Try it: What is asked for is the whole listing, given again word for word.

===== Exercise inputs

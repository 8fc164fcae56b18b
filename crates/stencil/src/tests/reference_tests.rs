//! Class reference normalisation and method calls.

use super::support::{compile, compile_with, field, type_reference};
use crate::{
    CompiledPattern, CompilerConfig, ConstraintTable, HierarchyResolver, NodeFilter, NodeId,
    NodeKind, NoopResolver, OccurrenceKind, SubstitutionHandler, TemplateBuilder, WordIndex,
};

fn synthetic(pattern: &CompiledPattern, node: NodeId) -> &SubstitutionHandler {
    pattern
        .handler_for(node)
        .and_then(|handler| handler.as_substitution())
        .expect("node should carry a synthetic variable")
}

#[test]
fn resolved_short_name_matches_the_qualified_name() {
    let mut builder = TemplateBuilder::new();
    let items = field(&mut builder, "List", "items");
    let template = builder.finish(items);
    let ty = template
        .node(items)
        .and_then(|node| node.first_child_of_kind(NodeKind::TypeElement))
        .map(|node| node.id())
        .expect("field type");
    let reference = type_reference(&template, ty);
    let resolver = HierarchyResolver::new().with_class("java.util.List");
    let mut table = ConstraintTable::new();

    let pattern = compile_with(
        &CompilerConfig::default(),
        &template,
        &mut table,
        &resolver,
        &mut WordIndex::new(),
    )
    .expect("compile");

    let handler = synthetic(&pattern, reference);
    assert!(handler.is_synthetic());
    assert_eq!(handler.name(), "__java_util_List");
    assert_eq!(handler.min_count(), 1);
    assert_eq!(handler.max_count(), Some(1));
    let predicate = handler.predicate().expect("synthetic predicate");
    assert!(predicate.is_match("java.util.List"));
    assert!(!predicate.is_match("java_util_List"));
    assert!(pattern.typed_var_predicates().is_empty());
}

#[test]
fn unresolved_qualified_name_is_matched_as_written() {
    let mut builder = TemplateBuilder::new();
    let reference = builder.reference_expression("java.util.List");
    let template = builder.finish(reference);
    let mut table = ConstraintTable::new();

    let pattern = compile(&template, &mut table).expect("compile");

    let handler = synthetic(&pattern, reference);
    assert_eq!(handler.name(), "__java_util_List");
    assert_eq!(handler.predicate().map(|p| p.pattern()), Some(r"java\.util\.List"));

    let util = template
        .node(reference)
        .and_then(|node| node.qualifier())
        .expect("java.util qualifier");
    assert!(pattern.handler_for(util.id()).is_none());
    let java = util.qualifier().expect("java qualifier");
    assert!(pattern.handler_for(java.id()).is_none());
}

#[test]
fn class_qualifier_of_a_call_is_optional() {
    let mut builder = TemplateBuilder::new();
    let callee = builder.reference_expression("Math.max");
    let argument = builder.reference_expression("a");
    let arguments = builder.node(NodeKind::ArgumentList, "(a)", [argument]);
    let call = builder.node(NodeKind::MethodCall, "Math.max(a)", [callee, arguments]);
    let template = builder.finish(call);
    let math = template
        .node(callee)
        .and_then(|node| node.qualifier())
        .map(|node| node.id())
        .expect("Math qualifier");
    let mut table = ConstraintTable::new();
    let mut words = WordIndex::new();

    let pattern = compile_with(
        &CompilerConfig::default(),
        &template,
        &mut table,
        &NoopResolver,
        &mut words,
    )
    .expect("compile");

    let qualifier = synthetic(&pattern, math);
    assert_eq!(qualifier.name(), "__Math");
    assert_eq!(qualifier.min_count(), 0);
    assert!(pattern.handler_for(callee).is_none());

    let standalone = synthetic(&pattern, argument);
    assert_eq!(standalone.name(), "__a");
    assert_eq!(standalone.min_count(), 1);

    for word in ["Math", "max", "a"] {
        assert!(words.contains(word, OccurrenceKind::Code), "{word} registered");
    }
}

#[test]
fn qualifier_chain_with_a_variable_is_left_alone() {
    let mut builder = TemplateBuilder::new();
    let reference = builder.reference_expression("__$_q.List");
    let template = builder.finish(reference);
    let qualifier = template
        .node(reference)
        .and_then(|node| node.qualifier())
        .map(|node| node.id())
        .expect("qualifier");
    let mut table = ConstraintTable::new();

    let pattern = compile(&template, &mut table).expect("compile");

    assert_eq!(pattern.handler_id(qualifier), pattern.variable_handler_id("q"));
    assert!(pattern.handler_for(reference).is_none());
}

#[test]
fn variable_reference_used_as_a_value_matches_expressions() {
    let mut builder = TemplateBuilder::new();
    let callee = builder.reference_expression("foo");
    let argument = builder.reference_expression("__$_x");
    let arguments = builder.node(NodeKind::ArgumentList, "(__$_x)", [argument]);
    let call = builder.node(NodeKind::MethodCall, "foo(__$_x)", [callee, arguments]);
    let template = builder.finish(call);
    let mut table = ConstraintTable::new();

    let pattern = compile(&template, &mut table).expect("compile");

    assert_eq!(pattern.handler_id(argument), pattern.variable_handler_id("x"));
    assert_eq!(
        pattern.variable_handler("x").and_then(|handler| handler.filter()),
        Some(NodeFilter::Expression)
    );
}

==========

Problem solution:
repository 8fc164fcae56b18b
filename crates/stencil/src/tests/reference_tests.rs
//! Class reference normalisation and method calls.

use super::support::{compile, compile_with, field, type_reference};
use crate::{
    CompiledPattern, CompilerConfig, ConstraintTable, HierarchyResolver, NodeFilter, NodeId,
    NodeKind, NoopResolver, OccurrenceKind, SubstitutionHandler, TemplateBuilder, WordIndex,
};

fn synthetic(pattern: &CompiledPattern, node: NodeId) -> &SubstitutionHandler {
    pattern
        .handler_for(node)
        .and_then(|handler| handler.as_substitution())
        .expect("node should carry a synthetic variable")
}

#[test]
fn resolved_short_name_matches_the_qualified_name() {
    let mut builder = TemplateBuilder::new();
    let items = field(&mut builder, "List", "items");
    let template = builder.finish(items);
    let ty = template
        .node(items)
        .and_then(|node| node.first_child_of_kind(NodeKind::TypeElement))
        .map(|node| node.id())
        .expect("field type");
    let reference = type_reference(&template, ty);
    let resolver = HierarchyResolver::new().with_class("java.util.List");
    let mut table = ConstraintTable::new();

    let pattern = compile_with(
        &CompilerConfig::default(),
        &template,
        &mut table,
        &resolver,
        &mut WordIndex::new(),
    )
    .expect("compile");

    let handler = synthetic(&pattern, reference);
    assert!(handler.is_synthetic());
    assert_eq!(handler.name(), "__java_util_List");
    assert_eq!(handler.min_count(), 1);
    assert_eq!(handler.max_count(), Some(1));
    let predicate = handler.predicate().expect("synthetic predicate");
    assert!(predicate.is_match("java.util.List"));
    assert!(!predicate.is_match("java_util_List"));
    assert!(pattern.typed_var_predicates().is_empty());
}

#[test]
fn unresolved_qualified_name_is_matched_as_written() {
    let mut builder = TemplateBuilder::new();
    let reference = builder.reference_expression("java.util.List");
    let template = builder.finish(reference);
    let mut table = ConstraintTable::new();

    let pattern = compile(&template, &mut table).expect("compile");

    let handler = synthetic(&pattern, reference);
    assert_eq!(handler.name(), "__java_util_List");
    assert_eq!(handler.predicate().map(|p| p.pattern()), Some(r"java\.util\.List"));

    let util = template
        .node(reference)
        .and_then(|node| node.qualifier())
        .expect("java.util qualifier");
    assert!(pattern.handler_for(util.id()).is_none());
    let java = util.qualifier().expect("java qualifier");
    assert!(pattern.handler_for(java.id()).is_none());
}

#[test]
fn class_qualifier_of_a_call_is_optional() {
    let mut builder = TemplateBuilder::new();
    let callee = builder.reference_expression("Math.max");
    let argument = builder.reference_expression("a");
    let arguments = builder.node(NodeKind::ArgumentList, "(a)", [argument]);
    let call = builder.node(NodeKind::MethodCall, "Math.max(a)", [callee, arguments]);
    let template = builder.finish(call);
    let math = template
        .node(callee)
        .and_then(|node| node.qualifier())
        .map(|node| node.id())
        .expect("Math qualifier");
    let mut table = ConstraintTable::new();
    let mut words = WordIndex::new();

    let pattern = compile_with(
        &CompilerConfig::default(),
        &template,
        &mut table,
        &NoopResolver,
        &mut words,
    )
    .expect("compile");

    let qualifier = synthetic(&pattern, math);
    assert_eq!(qualifier.name(), "__Math");
    assert_eq!(qualifier.min_count(), 0);
    assert!(pattern.handler_for(callee).is_none());

    let standalone = synthetic(&pattern, argument);
    assert_eq!(standalone.name(), "__a");
    assert_eq!(standalone.min_count(), 1);

    for word in ["Math", "max", "a"] {
        assert!(words.contains(word, OccurrenceKind::Code), "{word} registered");
    }
}

#[test]
fn qualifier_chain_with_a_variable_is_left_alone() {
    let mut builder = TemplateBuilder::new();
    let reference = builder.reference_expression("__$_q.List");
    let template = builder.finish(reference);
    let qualifier = template
        .node(reference)
        .and_then(|node| node.qualifier())
        .map(|node| node.id())
        .expect("qualifier");
    let mut table = ConstraintTable::new();

    let pattern = compile(&template, &mut table).expect("compile");

    assert_eq!(pattern.handler_id(qualifier), pattern.variable_handler_id("q"));
    assert!(pattern.handler_for(reference).is_none());
}

#[test]
fn variable_reference_used_as_a_value_matches_expressions() {
    let mut builder = TemplateBuilder::new();
    let callee = builder.reference_expression("foo");
    let argument = builder.reference_expression("__$_x");
    let arguments = builder.node(NodeKind::ArgumentList, "(__$_x)", [argument]);
    let call = builder.node(NodeKind::MethodCall, "foo(__$_x)", [callee, arguments]);
    let template = builder.finish(call);
    let mut table = ConstraintTable::new();

    let pattern = compile(&template, &mut table).expect("compile");

    assert_eq!(pattern.handler_id(argument), pattern.variable_handler_id("x"));
    assert_eq!(
        pattern.variable_handler("x").and_then(|handler| handler.filter()),
        Some(NodeFilter::Expression)
    );
}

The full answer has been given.